Parlons de l'Europe. Le rôle de l'Europe dans un monde de plus en plus dangereux et instable. L'importance de l'Europe pour la France. L'importance de la voix de l'Europe au Moyen-Orient, en Afrique, en Ukraine, en Arménie. Je suis également venu partager ma profonde conviction qu'ensemble nous pouvons construire une Europe forte, leader mondial de la transformation verte et numérique.
Une Europe qui parvient à se libérer de ses dépendances et à assurer notre sécurité, notre autonomie et notre prospérité. Une Europe qui répond aux défis et aux difficultés de la vie quotidienne. Enfin, je suis venu vous dire que l'Europe n'est pas infaillible et qu'elle a besoin d'évoluer, de se réformer pour ne pas devenir inutile. Mais je veux aussi vous parler pour savoir ce que vous attendez de votre Europe.
Nous sommes à moins d'un an des élections européennes et je sais que nous devons faire davantage pour convaincre les citoyens de la valeur ajoutée de notre projet commun. Il n'y a pas de meilleur endroit pour organiser un tel débat qu'ici, à la Sorbonne, un lieu de savoir et d'idées. Mesdames et Messieurs, le monde est confronté à des défis sur de nombreux fronts.
Certains de ces fronts se trouvent aux portes de l'Europe, dans notre voisinage oriental et méridional. La situation désespérée à Gaza jette une ombre sur l'ensemble de la région et la réponse qui y sera apportée déterminera l'avenir de la région et de l'Europe. Rien ne peut excuser - ou justifier - le viol, l'enlèvement, la torture et le meurtre de communautés entières, d'enfants, de femmes, d'hommes et de jeunes.

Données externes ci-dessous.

//! # Error Types
//!
//! Structured error types for gravel_core. Each variant carries enough
//! context for the presentation layer to show an actionable message.
//!
//! Two kinds of failure exist in this crate:
//!
//! - **Input errors** (`InvalidInput`, `MissingField`, `UnknownUnit`,
//!   `UnknownShape`) abort a calculation entirely. No partial or zeroed
//!   result is ever produced.
//! - **Storage errors** (`Storage`, `SerializationError`) are recovered
//!   locally by the history store: logged for diagnostics, never surfaced
//!   to the user, never aborting the calculation flow.
//!
//! ## Example
//!
//! ```rust
//! use gravel_core::errors::{CalcError, CalcResult};
//!
//! fn validate_depth(depth: f64) -> CalcResult<()> {
//!     if !depth.is_finite() {
//!         return Err(CalcError::invalid_input(
//!             "depth",
//!             depth.to_string(),
//!             "Depth must be a number",
//!         ));
//!     }
//!     Ok(())
//! }
//! ```

use serde::{Deserialize, Serialize};
use thiserror::Error;

/// Result type alias for gravel_core operations
pub type CalcResult<T> = Result<T, CalcError>;

/// Structured error type for calculation and persistence operations.
#[derive(Error, Debug, Clone, Serialize, Deserialize, PartialEq)]
#[serde(tag = "type", content = "details")]
pub enum CalcError {
    /// An input value is invalid (non-numeric, out of range, etc.)
    #[error("Invalid input for '{field}': {value} - {reason}")]
    InvalidInput {
        field: String,
        value: String,
        reason: String,
    },

    /// A required field is missing
    #[error("Missing required field: {field}")]
    MissingField { field: String },

    /// A unit symbol is not in the conversion table
    #[error("Unrecognized unit: {unit}")]
    UnknownUnit { unit: String },

    /// A shape tag does not match any known plot shape
    #[error("Unrecognized shape: {shape}")]
    UnknownShape { shape: String },

    /// Durable storage read/write error
    #[error("Storage error: {operation} on '{path}' - {reason}")]
    Storage {
        operation: String,
        path: String,
        reason: String,
    },

    /// JSON serialization/deserialization error
    #[error("Serialization error: {reason}")]
    SerializationError { reason: String },
}

impl CalcError {
    /// Create an InvalidInput error
    pub fn invalid_input(
        field: impl Into<String>,
        value: impl Into<String>,
        reason: impl Into<String>,
    ) -> Self {
        CalcError::InvalidInput {
            field: field.into(),
            value: value.into(),
            reason: reason.into(),
        }
    }

    /// Create a MissingField error
    pub fn missing_field(field: impl Into<String>) -> Self {
        CalcError::MissingField {
            field: field.into(),
        }
    }

    /// Create an UnknownUnit error
    pub fn unknown_unit(unit: impl Into<String>) -> Self {
        CalcError::UnknownUnit { unit: unit.into() }
    }

    /// Create an UnknownShape error
    pub fn unknown_shape(shape: impl Into<String>) -> Self {
        CalcError::UnknownShape {
            shape: shape.into(),
        }
    }

    /// Create a Storage error
    pub fn storage(
        operation: impl Into<String>,
        path: impl Into<String>,
        reason: impl Into<String>,
    ) -> Self {
        CalcError::Storage {
            operation: operation.into(),
            path: path.into(),
            reason: reason.into(),
        }
    }

    /// True for errors the history store swallows rather than surfaces.
    pub fn is_storage(&self) -> bool {
        matches!(
            self,
            CalcError::Storage { .. } | CalcError::SerializationError { .. }
        )
    }

    /// Get a short error code for programmatic handling
    pub fn error_code(&self) -> &'static str {
        match self {
            CalcError::InvalidInput { .. } => "INVALID_INPUT",
            CalcError::MissingField { .. } => "MISSING_FIELD",
            CalcError::UnknownUnit { .. } => "UNKNOWN_UNIT",
            CalcError::UnknownShape { .. } => "UNKNOWN_SHAPE",
            CalcError::Storage { .. } => "STORAGE_ERROR",
            CalcError::SerializationError { .. } => "SERIALIZATION_ERROR",
        }
    }
}

#[cfg(test)]
mod tests {
    use super::*;

    #[test]
    fn test_error_serialization() {
        let error = CalcError::invalid_input("width", "NaN", "Width must be a number");
        let json = serde_json::to_string(&error).unwrap();
        let roundtrip: CalcError = serde_json::from_str(&json).unwrap();
        assert_eq!(error, roundtrip);
    }

    #[test]
    fn test_error_codes() {
        assert_eq!(CalcError::missing_field("depth").error_code(), "MISSING_FIELD");
        assert_eq!(CalcError::unknown_unit("furlong").error_code(), "UNKNOWN_UNIT");
        assert_eq!(
            CalcError::storage("write", "history.json", "disk full").error_code(),
            "STORAGE_ERROR"
        );
    }

    #[test]
    fn test_storage_classification() {
        assert!(CalcError::storage("write", "h.json", "quota").is_storage());
        assert!(!CalcError::missing_field("depth").is_storage());
    }

    #[test]
    fn test_display_message() {
        let error = CalcError::unknown_shape("hexagonal");
        assert_eq!(error.to_string(), "Unrecognized shape: hexagonal");
    }
}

Ces actes horribles ont été commis par une organisation terroriste. Soyons clairs. Le Hamas ne représente pas les aspirations légitimes du peuple palestinien. Il les empêche. Le Hamas ne peut agir en toute impunité. Les otages enlevés doivent être libérés. La situation à Gaza est désastreuse. C'est une crise humanitaire. C'est pourquoi l'Europe a appelé à une pause humanitaire, à une désescalade et au plein respect du droit humanitaire international.
Les civils et les innocents ne doivent pas payer pour les actions méprisables du Hamas. Nous devons mettre fin à la terreur et nous devons pouvoir le faire en garantissant la sécurité et la vie des civils, des enfants, des journalistes et sans cibler les infrastructures civiles. Ce qui est important pour l'Europe, c'est la réponse d'Israël. L'Europe est prête à s'engager sur le long terme, à œuvrer pour une paix durable au Moyen-Orient. Car l'Europe a appris à surmonter l'insurmontable et a su trouver le chemin de la paix.
La France le sait bien, elle qui a été l'un des principaux acteurs de la réconciliation européenne. Nous sommes favorables à une solution juste et équitable pour les parties concernées, fondée sur la coexistence de deux États. Nous ferons avancer ce dossier. La situation complexe au Moyen-Orient ne peut pas nous distraire de ce qui se passe par ailleurs sur notre front oriental.
En Europe, beaucoup pensaient que les relations économiques et commerciales avec Moscou, y compris l'importation de gaz russe, étaient des facteurs de stabilité. C'était une erreur. La vérité est que rien n'a empêché la Russie d'envahir l'Ukraine de manière brutale, injustifiée et illégale.
Et cette guerre qui se déroule sur notre continent nous concerne tous. Notre soutien à l'Ukraine ne doit en aucun cas faiblir. Contrairement à ce que pense le président Poutine, nous ne laisserons pas la lassitude s'installer. Il s'agit de la sécurité de l'Europe et de la sécurité de l'Ukraine.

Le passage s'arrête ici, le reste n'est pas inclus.